Das Landeskriminalamt warnte eindringlich vor Angriffen

Trotz Warnungen durch das Bundesamt für Sicherheit in der Informationstechnik (BSI) hatten es zahlreiche Einrichtungen aber versäumt, Updates für ihre E-Mail-Programme zu machen, die von Microsoft zur Verfügung gestellt wurden. „Aktuell sind noch immer eine hohe Anzahl ungepatchter Exchange Server über das Internet erreichbar, die gegenwärtig über die vorhandenen Schwachstellen angegriffen werden“, schrieb das LKA in einer öffentlichen Warnung Anfang März.

Das Bundesamt für Sicherheit in der Informationstechnik (BSI) in Bonn.
Das Bundesamt für Sicherheit in der Informationstechnik (BSI) in Bonn. | Bild: Oliver Berg

Inzwischen sind bei der Ansprechstelle Cybercrime (ZAC) des Landeskriminalamts Baden-Württemberg Meldungen über gekaperte Exchange-Server eingegangen. „Der Polizei Baden-Württemberg liegen nach derzeitigem Stand Erkenntnisse zu insgesamt sieben Fällen von Kompromittierungen vor, die seit Veröffentlichung der Schwachstellen bei Microsoft Exchange polizeilich bekannt wurden. Betroffen sind neben mehreren Unternehmen auch Hochschulen“, heißt es auf Nachfrage beim Stuttgarter Innenministerium.

Welche Institutionen betroffen sind, lässt das Innenministerium offen. Ob es weitere erfolgreiche Angriffe gab, sei „unter anderem Gegenstand der weiteren Ermittlungen“. Die Systeme der Landesbehörden wurden laut Innenministerium rechtzeitig aktualisiert. „Ein Ausnutzen der Sicherheitslücken hat nicht stattgefunden“, heißt es auf Nachfrage.

Das gelte auch für eine Vielzahl an überprüften Systemen im Bereich der Hochschulen. „Dort wurde jedoch in wenigen Einzelfällen eine Betroffenheit festgestellt, an deren Beseitigung derzeit mit Hochdruck gearbeitet wird.“

Im „Red Room“ üben Innogy-Mitarbeitern bei einer Simulation Cyber-Angriffe auf das Stromnetz. Der Energiekonzern Innogy hat ...
Im „Red Room“ üben Innogy-Mitarbeitern bei einer Simulation Cyber-Angriffe auf das Stromnetz. Der Energiekonzern Innogy hat für die Abwehr von Cyberangriffen auf Stromnetze ein Trainingszentrum eingerichtet. | Bild: Roland Weihrauch

Woher die Hackerangriffe kommen, wird derzeit öffentlich nur spekuliert. So ist von einer chinesischen Hackergruppe die Rede, ohne jedoch konkret zu werden. Fest scheint aber zu stehen, dass der Angriff meist automatisiert erfolgte. Nach Installierung einer Kontrollsoftware war es demnach möglich, die betroffenen Server aus der Ferne zu kontrollieren.

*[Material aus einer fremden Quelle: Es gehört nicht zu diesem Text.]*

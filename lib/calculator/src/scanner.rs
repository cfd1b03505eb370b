use log::trace;

use crate::config::EvaluatorConfig;
use crate::error::EvalError;
use crate::operator::Operator;

#[derive(Debug, Clone, Copy, PartialEq, Eq)]
enum State {
    // Expecting a numeral or an opening parenthesis
    AwaitingTerm,
    // Expecting an operator, a closing parenthesis or the end of input
    AwaitingOperatorOrClose,
    AccumulatingDigits,
}

/// The result and pending operator of an enclosing group, restored when the
/// innermost group closes.
#[derive(Debug, Clone, Copy)]
struct Frame {
    result: i32,
    operator: Operator,
}

#[derive(Debug, Clone, Copy, PartialEq, Eq)]
enum Symbol {
    Digit(char),
    Operator(Operator),
    Open,
    Close,
    Whitespace,
    End,
    Other(char),
}

impl Symbol {
    fn classify(c: Option<char>) -> Symbol {
        match c {
            None => Symbol::End,
            Some(c @ '0'..='9') => Symbol::Digit(c),
            Some('(') => Symbol::Open,
            Some(')') => Symbol::Close,
            Some(' ') | Some('\t') | Some('\r') | Some('\n') => Symbol::Whitespace,
            Some(c) => Operator::from_char(c)
                .map(Symbol::Operator)
                .unwrap_or(Symbol::Other(c)),
        }
    }
}

#[derive(Debug, Clone, Copy, PartialEq, Eq)]
enum Step {
    Advance,
    // Feed the same character to the new state
    Redispatch,
    Accept,
}

fn unexpected(c: Option<char>, position: usize) -> EvalError {
    match c {
        Some(found) => EvalError::UnexpectedCharacter { found, position },
        None => EvalError::UnexpectedEnd { position },
    }
}

/// A single left-to-right pass over an expression, evaluating as it scans.
///
/// Each open parenthesis saves the current result and pending operator as a
/// [`Frame`] and starts the group from zero, so no recursion or lookahead is
/// needed.
pub(crate) struct Scanner<'a> {
    config: &'a EvaluatorConfig,
    state: State,
    numeral: String,
    numeral_start: usize,
    result: i32,
    operator: Operator,
    stack: Vec<Frame>,
}

impl<'a> Scanner<'a> {
    pub(crate) fn new(config: &'a EvaluatorConfig) -> Self {
        Scanner {
            config,
            state: State::AwaitingTerm,
            numeral: String::new(),
            numeral_start: 0,
            result: 0,
            operator: Operator::default(),
            stack: Vec::new(),
        }
    }

    pub(crate) fn run(mut self, expression: &str) -> Result<i32, EvalError> {
        let mut chars = expression.char_indices().peekable();
        loop {
            let (position, c) = match chars.peek() {
                Some(&(position, c)) => (position, Some(c)),
                None => (expression.len(), None),
            };

            match self.step(position, c)? {
                Step::Advance => {
                    chars.next();
                }
                Step::Redispatch => {}
                Step::Accept => return Ok(self.result),
            }
        }
    }

    fn step(&mut self, position: usize, c: Option<char>) -> Result<Step, EvalError> {
        let symbol = Symbol::classify(c);
        match self.state {
            State::AwaitingTerm => match symbol {
                Symbol::Digit(d) => self.start_numeral(d, position),
                Symbol::Operator(Operator::Subtract) => self.start_numeral('-', position),
                Symbol::Open => {
                    self.open_group(position)?;
                    Ok(Step::Advance)
                }
                Symbol::Whitespace => Ok(Step::Advance),
                _ => Err(unexpected(c, position)),
            },
            State::AccumulatingDigits => match symbol {
                Symbol::Digit(d) => {
                    self.numeral.push(d);
                    Ok(Step::Advance)
                }
                Symbol::Operator(_) | Symbol::Close | Symbol::End => {
                    self.close_numeral()?;
                    Ok(Step::Redispatch)
                }
                Symbol::Whitespace => {
                    self.close_numeral()?;
                    Ok(Step::Advance)
                }
                Symbol::Open | Symbol::Other(_) => Err(unexpected(c, position)),
            },
            State::AwaitingOperatorOrClose => match symbol {
                Symbol::Operator(op) => {
                    self.operator = op;
                    self.state = State::AwaitingTerm;
                    Ok(Step::Advance)
                }
                Symbol::Close => {
                    self.close_group(position)?;
                    Ok(Step::Advance)
                }
                Symbol::Whitespace => Ok(Step::Advance),
                Symbol::End => match self.stack.len() {
                    0 => Ok(Step::Accept),
                    depth => Err(EvalError::Unclosed { depth }),
                },
                Symbol::Digit(_) | Symbol::Open | Symbol::Other(_) => {
                    Err(unexpected(c, position))
                }
            },
        }
    }

    fn start_numeral(&mut self, c: char, position: usize) -> Result<Step, EvalError> {
        self.numeral.push(c);
        self.numeral_start = position;
        self.state = State::AccumulatingDigits;
        Ok(Step::Advance)
    }

    fn close_numeral(&mut self) -> Result<(), EvalError> {
        let position = self.numeral_start;
        if self.numeral == "-" {
            return Err(EvalError::MalformedNumeral { position });
        }

        // The buffer only ever holds an optional sign and digits
        let value: i32 = self
            .numeral
            .parse()
            .map_err(|_| EvalError::NumeralOutOfRange { position })?;

        self.result = self
            .operator
            .apply(self.result, value)
            .map_err(|e| EvalError::arithmetic(e, position))?;
        self.numeral.clear();
        self.state = State::AwaitingOperatorOrClose;
        Ok(())
    }

    fn open_group(&mut self, position: usize) -> Result<(), EvalError> {
        if let Some(limit) = self.config.max_depth {
            if self.stack.len() >= limit {
                return Err(EvalError::DepthExceeded { limit, position });
            }
        }

        self.stack.push(Frame {
            result: self.result,
            operator: self.operator,
        });
        self.result = 0;
        self.operator = Operator::default();
        trace!("opened group at {}, depth {}", position, self.stack.len());
        Ok(())
    }

    fn close_group(&mut self, position: usize) -> Result<(), EvalError> {
        let frame = self
            .stack
            .pop()
            .ok_or(EvalError::UnmatchedClose { position })?;

        let inner = self.result;
        self.result = frame
            .operator
            .apply(frame.result, inner)
            .map_err(|e| EvalError::arithmetic(e, position))?;
        trace!("closed group at {}, depth {}", position, self.stack.len());
        Ok(())
    }
}

#[cfg(test)]
mod tests {
    use super::*;

    fn scan(expression: &str) -> Result<i32, EvalError> {
        Scanner::new(&EvaluatorConfig::default()).run(expression)
    }

    #[test]
    fn test_classify() {
        assert_eq!(Symbol::classify(None), Symbol::End);
        assert_eq!(Symbol::classify(Some('7')), Symbol::Digit('7'));
        assert_eq!(
            Symbol::classify(Some('-')),
            Symbol::Operator(Operator::Subtract)
        );
        assert_eq!(Symbol::classify(Some('\t')), Symbol::Whitespace);
        assert_eq!(Symbol::classify(Some('\r')), Symbol::Whitespace);
        assert_eq!(Symbol::classify(Some(')')), Symbol::Close);
        assert_eq!(Symbol::classify(Some('x')), Symbol::Other('x'));
    }

    #[test]
    fn test_redispatch() -> Result<(), Box<dyn std::error::Error>> {
        let config = EvaluatorConfig::default();
        let mut scanner = Scanner::new(&config);

        assert_eq!(scanner.step(0, Some('4'))?, Step::Advance);
        assert_eq!(scanner.state, State::AccumulatingDigits);

        // The operator ends the numeral and is then handled as an operator
        assert_eq!(scanner.step(1, Some('*'))?, Step::Redispatch);
        assert_eq!(scanner.state, State::AwaitingOperatorOrClose);
        assert_eq!(scanner.result, 4);

        assert_eq!(scanner.step(1, Some('*'))?, Step::Advance);
        assert_eq!(scanner.state, State::AwaitingTerm);
        assert_eq!(scanner.operator, Operator::Multiply);
        Ok(())
    }

    #[test]
    fn test_frames() -> Result<(), Box<dyn std::error::Error>> {
        let config = EvaluatorConfig::default();
        let mut scanner = Scanner::new(&config);

        for (position, c) in "2 * (".char_indices() {
            scanner.step(position, Some(c))?;
        }
        assert_eq!(scanner.stack.len(), 1);
        assert_eq!(scanner.stack[0].result, 2);
        assert_eq!(scanner.stack[0].operator, Operator::Multiply);
        assert_eq!(scanner.result, 0);
        assert_eq!(scanner.operator, Operator::Add);
        Ok(())
    }

    #[test]
    fn test_whitespace_ends_numeral() {
        assert_eq!(
            scan("1 2"),
            Err(EvalError::UnexpectedCharacter {
                found: '2',
                position: 2
            })
        );
        assert_eq!(scan("12\n"), Ok(12));
        assert_eq!(scan(" \t 12 \r\n+ 3 "), Ok(15));
    }

    #[test]
    fn test_error_positions() {
        assert_eq!(scan(""), Err(EvalError::UnexpectedEnd { position: 0 }));
        assert_eq!(scan("1 +"), Err(EvalError::UnexpectedEnd { position: 3 }));
        assert_eq!(
            scan("-(12)"),
            Err(EvalError::UnexpectedCharacter {
                found: '(',
                position: 1
            })
        );
        assert_eq!(
            scan("()"),
            Err(EvalError::UnexpectedCharacter {
                found: ')',
                position: 1
            })
        );
        assert_eq!(scan("1 - -"), Err(EvalError::MalformedNumeral { position: 4 }));
        assert_eq!(scan("(1))"), Err(EvalError::UnmatchedClose { position: 3 }));
        assert_eq!(scan("((1)"), Err(EvalError::Unclosed { depth: 1 }));
        assert_eq!(scan("8 / 0"), Err(EvalError::DivisionByZero { position: 4 }));
        assert_eq!(
            scan("8 / (2 - 2)"),
            Err(EvalError::DivisionByZero { position: 10 })
        );
        assert_eq!(
            scan("1 + x"),
            Err(EvalError::UnexpectedCharacter {
                found: 'x',
                position: 4
            })
        );
    }

    #[test]
    fn test_multibyte_position() {
        assert_eq!(
            scan("1 + é"),
            Err(EvalError::UnexpectedCharacter {
                found: 'é',
                position: 4
            })
        );
    }
}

Auch sechs Bundesbehörden betroffen

Zu den betroffenen Einrichtungen gehören laut BSI sechs Bundesbehörden. In vier Fällen sei es zu einer Kompromittierung gekommen, die Zugriffe waren also erfolgreich. Welche Einrichtungen das sind, dazu gibt das BSI keine Auskunft. Es seien „Organisationen aller Größenordnungen betroffen“, erklärt ein BSI-Sprecher gegenüber dem Südkurier.

Cloud-Versionen sind nicht betroffen

Die Angreifer hätten anfangs wenige Ziele ausgesucht, seien im Februar aber dazu übergegangen, automatisiert in großem Stil Zehntausende E-Mail-Server täglich mit Hintertüren zu versehen, sagte der Chef der IT-Sicherheitsfirma Volexity, Steven Adair. Demnach sollen deutsche Unternehmen im internationalen Vergleich überdurchschnittlich stark von der Lücke bei Microsoft-Exchange betroffen sein, denn sie betreiben Exchange vielerorts im eigenen Haus oder in angemieteten Rechenzentren selbst.

Von den Sicherheitslücken betroffen waren demnach die verwendeten Exchange-Server-Versionen 2013, 2016 und 2019. Teilweise wurden sie erst mit Verzögerung durch das Update gesichert. In Cloud-Versionen von Microsofts E-Mail-Dienst gab es nach bisherigem Stand keine solchen Schwachstellen.